Podesta was highlighting President Obama’s speech at Northwestern University on Thursday in which he declared fiscal victory and an end to the “mindless austerity” and “manufactured crises” of Washington budget debates.

In other words, when it comes to entitlement reform, as far as this administration is concerned: mission accomplished.

Which is fair enough, if your horizon is Jan. 20, 2017.

Anyone looking beyond that date should be alarmed at the satisfaction Obama proclaims despite the prospect of ever-rising government debt. What’s most astounding about his flip-flop on entitlement reform is that the biggest victim will be the progressive causes he claims to cherish.

Having risen with astounding speed from 2007 to 2009, the deficit indeed has fallen dramatically. The decline is mostly an expected consequence of economic recovery — tax collections go up, unemployment benefits go down — but Obama’s tax hike is a big contributor as well.

It is also true that health costs are not rising as quickly as had been projected, which is helpful for Medicare finances. Hard economic times may have caused people to visit the doctor less often, but most experts agree that cost-bending measures in Obama’s Affordable Care Act played and will continue to play a role.

That’s the good news.

Now look into the future as seen by the scrupulously nonpartisan Congressional Budget Office.

Federal debt has reached 74 percent of the economy’s annual output (GDP), “a higher percentage than at any point in U.S. history except a brief period around World War II,” the CBO says, “and almost twice the percentage at the end of 2008.” With no change in policy, that percentage will hold steady or decline a bit for a couple of years and then start rising again, to a dangerous 78 percent by 2024 and an insupportable 106 percent by 2039.

As a result, by 2039 the government will be shelling out interest payments equal to 4.5 percent of GDP, more than twice the average share of the past 40 years.

Meanwhile, with the population aging and costs still rising, payments for Social Security and health programs including Medicare and Obamacare also will soar, the CBO estimates. By 2039 those programs will consume 14 percent of GDP, again double the average of the past 40 years. That’s taking into account the good news that Podesta heralded in his tweet.
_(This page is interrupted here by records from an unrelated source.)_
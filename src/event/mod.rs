//! # Events
//!
//! Two layers share this module:
//!
//! - **Bus**: topic-based publish/subscribe with synchronous fan-out
//! - **Commands**: request/response correlation built on a dedicated bus
//!
//! ## Event Flow
//!
//! ```text
//! ┌──────────┐  emit(topic, e)  ┌──────────┐  handler(&e)  ┌──────────┐
//! │Publisher │─────────────────▶│   Bus    │──────────────▶│Subscriber│
//! └──────────┘                  └──────────┘               └──────────┘
//! ```
//!
//! Handlers run on the emitting thread in registration order. The bus keeps
//! no history: a subscriber only sees emissions made while it is registered.
//!
//! ## Request-Response Pattern
//!
//! ```text
//! ┌─────────┐  "login" {seq, p}  ┌──────────┐        ┌─────┐
//! │ Caller  │───────────────────▶│CommandBus│───────▶│Actor│
//! └────┬────┘                    └──────────┘        └──┬──┘
//!      │          "login:response" {seq, r}             │
//!      └────────────────────────────────────────────────┘
//! ```
//!
//! ## Usage Examples
//!
//! ### Subscribing and emitting
//!
//! ```rust
//! # use switchboard::event::bus::Bus;
//! let bus: Bus<String, u32> = Bus::new();
//! let id = bus.on("tick", |n: &u32| println!("tick {n}"));
//! bus.emit("tick", &1);
//! bus.off(id);
//! ```
//!
//! ### Running a command
//!
//! ```rust,no_run
//! # use switchboard::{event::command::Commands, Registry};
//! # async fn example() -> Result<(), Box<dyn std::error::Error>> {
//! let commands = Commands::new(&Registry::new())?;
//! commands.add_command("add", |(a, b): (i64, i64)| async move { a + b })?;
//!
//! let response = commands.run_command::<_, i64>("add", (1, 2)).await?;
//! assert_eq!(response.payload, 3);
//! # Ok(())
//! # }
//! ```

pub mod bus;
pub mod command;

pub use bus::{Bus, SubscriberId, DEFAULT_BUS_NAME};
pub use command::{CommandError, CommandResult, Commands, Envelope, HandlerType};
//! # Bus Implementation
//!
//! The Bus is a topic-based publish/subscribe channel with synchronous fan-out.
//! Handlers are plain callbacks invoked on the emitting thread; a handler that
//! wants to do asynchronous work spawns it and returns, the bus never awaits.
//!
//! ## Subscriber ids
//!
//! Subscriptions live in a sparse, append-only slot list. A subscription's
//! index in that list is its [`SubscriberId`]. Removing a subscription leaves a
//! tombstone in its slot instead of compacting the list, so every id that was
//! ever handed out keeps pointing at the same slot and no id is reused.
//!
//! ## Emission while mutating
//!
//! `emit` walks the slot list by index and only holds the slot lock long
//! enough to clone the current slot. Handlers are therefore free to call `on`
//! and `off` on the same bus:
//!
//! - an `off` for an index the current pass has not reached yet prevents that
//!   handler from firing in this pass
//! - an `on` appends behind the cursor and is visited by this pass if its
//!   topic matches

use std::{borrow::Borrow, fmt::Debug, sync::Arc};

use parking_lot::RwLock;
use tracing::{debug, trace};

use crate::registry::{Registry, RegistryResult};

/// Registry identifier of the default application bus.
pub const DEFAULT_BUS_NAME: &str = "_BUS";

/// Stable handle of a subscription, its index in the slot list.
pub type SubscriberId = usize;

pub type EventHandler<E> = Arc<dyn Fn(&E) + Send + Sync>;

struct Subscription<T, E> {
    topic: T,
    handler: EventHandler<E>,
}

type Slot<T, E> = Option<Arc<Subscription<T, E>>>;

pub struct Bus<T, E> {
    slots: RwLock<Vec<Slot<T, E>>>,
}

impl<T, E> Bus<T, E>
where
    T: PartialEq + Debug + Send + Sync + 'static,
    E: 'static,
{
    /// Creates a standalone bus that is not registered anywhere.
    pub fn new() -> Self {
        Self {
            slots: RwLock::new(Vec::new()),
        }
    }

    /// Returns the bus registered under `identifier`, creating it on first
    /// access. Every caller using the same registry and identifier receives the
    /// same instance.
    ///
    /// # Errors
    ///
    /// `RegistryError::TypeMismatch` if the identifier already holds a value
    /// that is not a `Bus<T, E>` (e.g. a bus with other topic/event types).
    pub fn shared(registry: &Registry, identifier: &str) -> RegistryResult<Arc<Self>> {
        registry.get_or_insert_with(identifier, Self::new)
    }

    /// Subscribes `handler` to `topic` and returns the new subscriber id.
    ///
    /// Ids start at 0 on a fresh bus and increase by one per subscription.
    pub fn on<F>(&self, topic: impl Into<T>, handler: F) -> SubscriberId
    where
        F: Fn(&E) + Send + Sync + 'static,
    {
        self.on_with_id(topic, |_| handler)
    }

    /// Like [`Bus::on`], but builds the handler from the id it is about to be
    /// registered under. Handlers that unsubscribe themselves need their own id
    /// before the first event can reach them.
    ///
    /// `make_handler` runs without the slot lock held and may use the bus.
    /// The subscription goes live once it returns.
    pub fn on_with_id<F, H>(&self, topic: impl Into<T>, make_handler: F) -> SubscriberId
    where
        F: FnOnce(SubscriberId) -> H,
        H: Fn(&E) + Send + Sync + 'static,
    {
        let topic = topic.into();
        // Reserve the id; the slot stays a tombstone until the handler is built.
        let id = {
            let mut slots = self.slots.write();
            slots.push(None);
            slots.len() - 1
        };
        let handler: EventHandler<E> = Arc::new(make_handler(id));
        debug!(subscriber_id = id, ?topic, "Subscribing");
        if let Some(slot) = self.slots.write().get_mut(id) {
            *slot = Some(Arc::new(Subscription { topic, handler }));
        }
        id
    }

    /// Removes the subscription `id`.
    ///
    /// Unknown and already removed ids are ignored. Returns whether a live
    /// subscription was removed.
    pub fn off(&self, id: SubscriberId) -> bool {
        let removed = self
            .slots
            .write()
            .get_mut(id)
            .and_then(Option::take)
            .is_some();
        if removed {
            debug!(subscriber_id = id, "Unsubscribed");
        }
        removed
    }

    /// Invokes, in registration order, every live handler subscribed to
    /// `topic` with `event`. Returns the number of handlers invoked.
    pub fn emit<Q>(&self, topic: &Q, event: &E) -> usize
    where
        T: Borrow<Q>,
        Q: PartialEq + Debug + ?Sized,
    {
        let mut invoked = 0;
        let mut index = 0;
        // The lock is released before each handler runs.
        while let Some(slot) = self.slot(index) {
            index += 1;
            let Some(subscription) = slot else { continue };
            if <T as Borrow<Q>>::borrow(&subscription.topic) == topic {
                (subscription.handler)(event);
                invoked += 1;
            }
        }
        trace!(?topic, invoked, "Emitted");
        invoked
    }

    /// Number of live subscriptions.
    pub fn subscriber_count(&self) -> usize {
        self.slots.read().iter().filter(|slot| slot.is_some()).count()
    }

    /// Number of subscriber ids issued so far, including removed ones.
    pub fn len(&self) -> usize {
        self.slots.read().len()
    }

    pub fn is_empty(&self) -> bool {
        self.len() == 0
    }

    pub fn is_subscribed(&self, id: SubscriberId) -> bool {
        matches!(self.slots.read().get(id), Some(Some(_)))
    }

    fn slot(&self, index: usize) -> Option<Slot<T, E>> {
        self.slots.read().get(index).cloned()
    }
}

impl<T, E> Default for Bus<T, E>
where
    T: PartialEq + Debug + Send + Sync + 'static,
    E: 'static,
{
    fn default() -> Self {
        Self::new()
    }
}

impl<T, E> Debug for Bus<T, E> {
    fn fmt(&self, f: &mut std::fmt::Formatter<'_>) -> std::fmt::Result {
        let slots = self.slots.read();
        f.debug_struct("Bus")
            .field("issued", &slots.len())
            .field(
                "subscribers",
                &slots.iter().filter(|slot| slot.is_some()).count(),
            )
            .finish()
    }
}
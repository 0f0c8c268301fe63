mod common;

use std::{sync::Arc, time::Duration};

use pretty_assertions::assert_eq;
use proptest::prelude::*;
use serde::{Deserialize, Serialize};
use switchboard::{
    config::{CommandConfig, SwitchboardConfig},
    event::command::{CommandError, Commands},
    mode::RuntimeMode,
    Registry,
};
use tokio::sync::mpsc;

#[derive(Debug, Serialize, Deserialize)]
struct Login {
    username: String,
    password: String,
}

#[derive(Debug, PartialEq, Serialize, Deserialize)]
struct LoginResponse {
    is_valid: bool,
    message: String,
}

async fn authenticate(login: Login) -> LoginResponse {
    tokio::time::sleep(Duration::from_millis(10)).await;
    LoginResponse {
        is_valid: login.password == "foo",
        message: format!("checked {}", login.username),
    }
}

#[tokio::test]
async fn test_actor_and_caller_on_separate_handles() {
    let registry = Arc::new(Registry::new());
    let server = Commands::new(&registry).unwrap();
    let client = Commands::new(&registry).unwrap();
    server.add_command("login", authenticate).unwrap();

    let ok = client
        .run_command::<_, LoginResponse>(
            "login",
            Login {
                username: "admin".to_string(),
                password: "foo".to_string(),
            },
        )
        .await
        .unwrap();
    let rejected = client
        .run_command::<_, LoginResponse>(
            "login",
            Login {
                username: "guest".to_string(),
                password: "bar".to_string(),
            },
        )
        .await
        .unwrap();

    assert_eq!(ok.command_sequence_id, 1);
    assert!(ok.is_valid);
    assert_eq!(ok.message, "checked admin");
    assert_eq!(rejected.command_sequence_id, 2);
    assert!(!rejected.is_valid);
    assert_eq!(client.bus().subscriber_count(), 1);
}

#[tokio::test]
async fn test_commands_share_one_sequence() {
    let commands = Commands::new(&Registry::new()).unwrap();
    commands
        .add_command("double", |n: u64| async move { n * 2 })
        .unwrap();
    commands
        .add_command("echo", |s: String| async move { s })
        .unwrap();

    let a = commands.run_command::<_, u64>("double", 21).await.unwrap();
    let b = commands.command("echo", "fire").unwrap();
    let c = commands
        .run_command::<_, String>("echo", "hi")
        .await
        .unwrap();

    assert_eq!((a.command_sequence_id, a.payload), (1, 42));
    assert_eq!(b, 2);
    assert_eq!((c.command_sequence_id, c.payload.as_str()), (3, "hi"));
}

#[tokio::test]
async fn test_command_with_response_delivers_to_callback() {
    let commands = Commands::new(&Registry::new()).unwrap();
    commands
        .add_command("double", |n: u64| async move { n * 2 })
        .unwrap();

    let (tx, mut rx) = mpsc::unbounded_channel();
    for n in 1..=3u64 {
        let tx = tx.clone();
        commands
            .command_with_response::<_, u64, _>("double", n, move |response| {
                let _ = tx.send((response.command_sequence_id, response.payload));
            })
            .unwrap();
    }

    let mut received = Vec::new();
    for _ in 0..3 {
        received.push(rx.recv().await.unwrap());
    }
    received.sort();
    assert_eq!(received, vec![(1, 2), (2, 4), (3, 6)]);
}

#[tokio::test]
async fn test_configured_timeout() {
    let registry = Arc::new(Registry::new());
    let config = SwitchboardConfig {
        mode: RuntimeMode::Development,
        command: CommandConfig {
            timeout: Some(Duration::from_millis(20)),
        },
        ..Default::default()
    };
    config.apply(&registry).unwrap();

    let commands = Commands::with_config(&registry, &config.command).unwrap();
    let result = commands.run_command::<_, ()>("nobody", ()).await;

    assert!(matches!(
        result,
        Err(CommandError::Timeout { sequence_id: 1, .. })
    ));
    assert_eq!(commands.bus().subscriber_count(), 0);
}

proptest! {
    #![proptest_config(ProptestConfig::with_cases(16))]

    #[test]
    fn prop_sequence_ids_are_one_to_n(calls in 1usize..20) {
        let runtime = tokio::runtime::Runtime::new().unwrap();
        let ids = runtime.block_on(async {
            let commands = Commands::new(&Registry::new()).unwrap();
            commands.add_command("id", |_: ()| async {}).unwrap();
            let mut ids = Vec::new();
            for _ in 0..calls {
                let response = commands.run_command::<_, ()>("id", ()).await.unwrap();
                ids.push(response.command_sequence_id);
            }
            ids
        });
        let expected: Vec<u64> = (1..=calls as u64).collect();
        prop_assert_eq!(ids, expected);
    }
}
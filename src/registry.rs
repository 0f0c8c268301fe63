//! # Global Registry
//!
//! A process-scoped mapping from string identifiers to arbitrary values. Every
//! other primitive in the crate (buses, the command sequence counter, stores,
//! translations, the runtime mode) keeps its singleton instance here, keyed by a
//! well-known identifier, so two call sites using the same identifier observe
//! the same instance.
//!
//! Code that wants isolation (tests, embedded sub-applications) builds its own
//! [`Registry`] and passes it around; [`Registry::global`] is the shared
//! process-wide instance and is never torn down.

use std::{
    any::{type_name, Any},
    sync::Arc,
};

use dashmap::{mapref::entry::Entry, DashMap};
use lazy_static::lazy_static;
use thiserror::Error;
use tracing::trace;

type Slot = Arc<dyn Any + Send + Sync>;

lazy_static! {
    static ref GLOBAL_REGISTRY: Arc<Registry> = Arc::new(Registry::new());
}

#[derive(Default)]
pub struct Registry {
    values: DashMap<String, Slot>,
}

impl Registry {
    pub fn new() -> Self {
        Self::default()
    }

    /// The process-wide registry. Empty on first access.
    pub fn global() -> Arc<Registry> {
        GLOBAL_REGISTRY.clone()
    }

    /// Returns the value stored under `identifier`.
    ///
    /// `None` if nothing is stored, or if the stored value is not a `T`.
    pub fn get<T>(&self, identifier: &str) -> Option<Arc<T>>
    where
        T: Any + Send + Sync,
    {
        let slot = self.values.get(identifier)?.value().clone();
        slot.downcast::<T>().ok()
    }

    /// Stores `value` under `identifier`, replacing any previous value, and
    /// returns the stored value.
    pub fn set<T>(&self, identifier: &str, value: T) -> Arc<T>
    where
        T: Any + Send + Sync,
    {
        let value = Arc::new(value);
        self.values
            .insert(identifier.to_string(), value.clone() as Slot);
        trace!(identifier, "registry value set");
        value
    }

    /// Returns the instance registered under `identifier`, creating and
    /// registering it with `init` on first access.
    ///
    /// Creation happens under the identifier's shard lock, so concurrent first
    /// callers still end up sharing one instance.
    pub fn get_or_insert_with<T, F>(&self, identifier: &str, init: F) -> RegistryResult<Arc<T>>
    where
        T: Any + Send + Sync,
        F: FnOnce() -> T,
    {
        let slot = match self.values.entry(identifier.to_string()) {
            Entry::Occupied(entry) => entry.get().clone(),
            Entry::Vacant(entry) => {
                trace!(identifier, "registry singleton created");
                entry.insert(Arc::new(init()) as Slot).value().clone()
            }
        };
        slot.downcast::<T>()
            .map_err(|_| RegistryError::TypeMismatch {
                identifier: identifier.to_string(),
                expected: type_name::<T>(),
            })
    }

    pub fn contains(&self, identifier: &str) -> bool {
        self.values.contains_key(identifier)
    }

    /// Drops the registry's handle on `identifier`. Holders of the value keep
    /// their `Arc`; the next `get_or_insert_with` creates a fresh instance.
    pub fn remove(&self, identifier: &str) -> bool {
        self.values.remove(identifier).is_some()
    }

    pub fn len(&self) -> usize {
        self.values.len()
    }

    pub fn is_empty(&self) -> bool {
        self.values.is_empty()
    }
}

impl std::fmt::Debug for Registry {
    fn fmt(&self, f: &mut std::fmt::Formatter<'_>) -> std::fmt::Result {
        let mut identifiers: Vec<String> =
            self.values.iter().map(|entry| entry.key().clone()).collect();
        identifiers.sort();
        f.debug_struct("Registry")
            .field("identifiers", &identifiers)
            .finish()
    }
}

#[derive(Error, Debug, Clone, PartialEq, Eq)]
pub enum RegistryError {
    #[error("Registry value {identifier} is not a {expected}")]
    TypeMismatch {
        identifier: String,
        expected: &'static str,
    },
}

pub type RegistryResult<T> = Result<T, RegistryError>;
Put those together and the government will be spending on entitlement programs and interest alone just about what it spends today on the entire budget. Everything else — schools, pre-K, Pell grants, national parks, mass transit, housing subsidies — will get squeezed, or taxes will soar, or both.

Well, you say, why not grow the economy faster? That would be ideal. But no one is sure how to do it — and the programs Obama believes might help, namely education, research and infrastructure, are precisely what will lose out in the future he is celebrating.

Under the budget sequester, they are losing out already.

There was a time that Obama acknowledged all of this. “Now, even after paying for what we spent on my watch, we’ll still face the massive deficit we had when I took office,” he said in 2010. “More importantly, the cost of Medicare, Medicaid and Social Security will continue to skyrocket. . . . I refuse to pass this problem on to another generation of Americans.”

He created the Bowles-Simpson task force, which came up with recommendations to put the nation’s finances in order. But Obama and congressional Republicans couldn’t agree on the right mix of benefit cuts and revenue increases, and Bowles-Simpson was tucked on the shelf with a lot of other commission reports.

My point here isn’t to argue that Obama should try again (though he should). My point is that he should at least return to speaking honestly, which might make it a bit easier for the next round of (hopefully) more responsible leaders to make politically difficult decisions.

The real choice for the Democratic Party is whether it settles in as a reactionary defender of ever-rising payments to the older generation, no matter how well off it is, or whether it will fight for a balance between protecting the elderly and boosting the next generation with the science, schools and infrastructure the country needs to be competitive.

It is sad that Obama, never to face the electorate again, is squandering his chance to push in the right direction.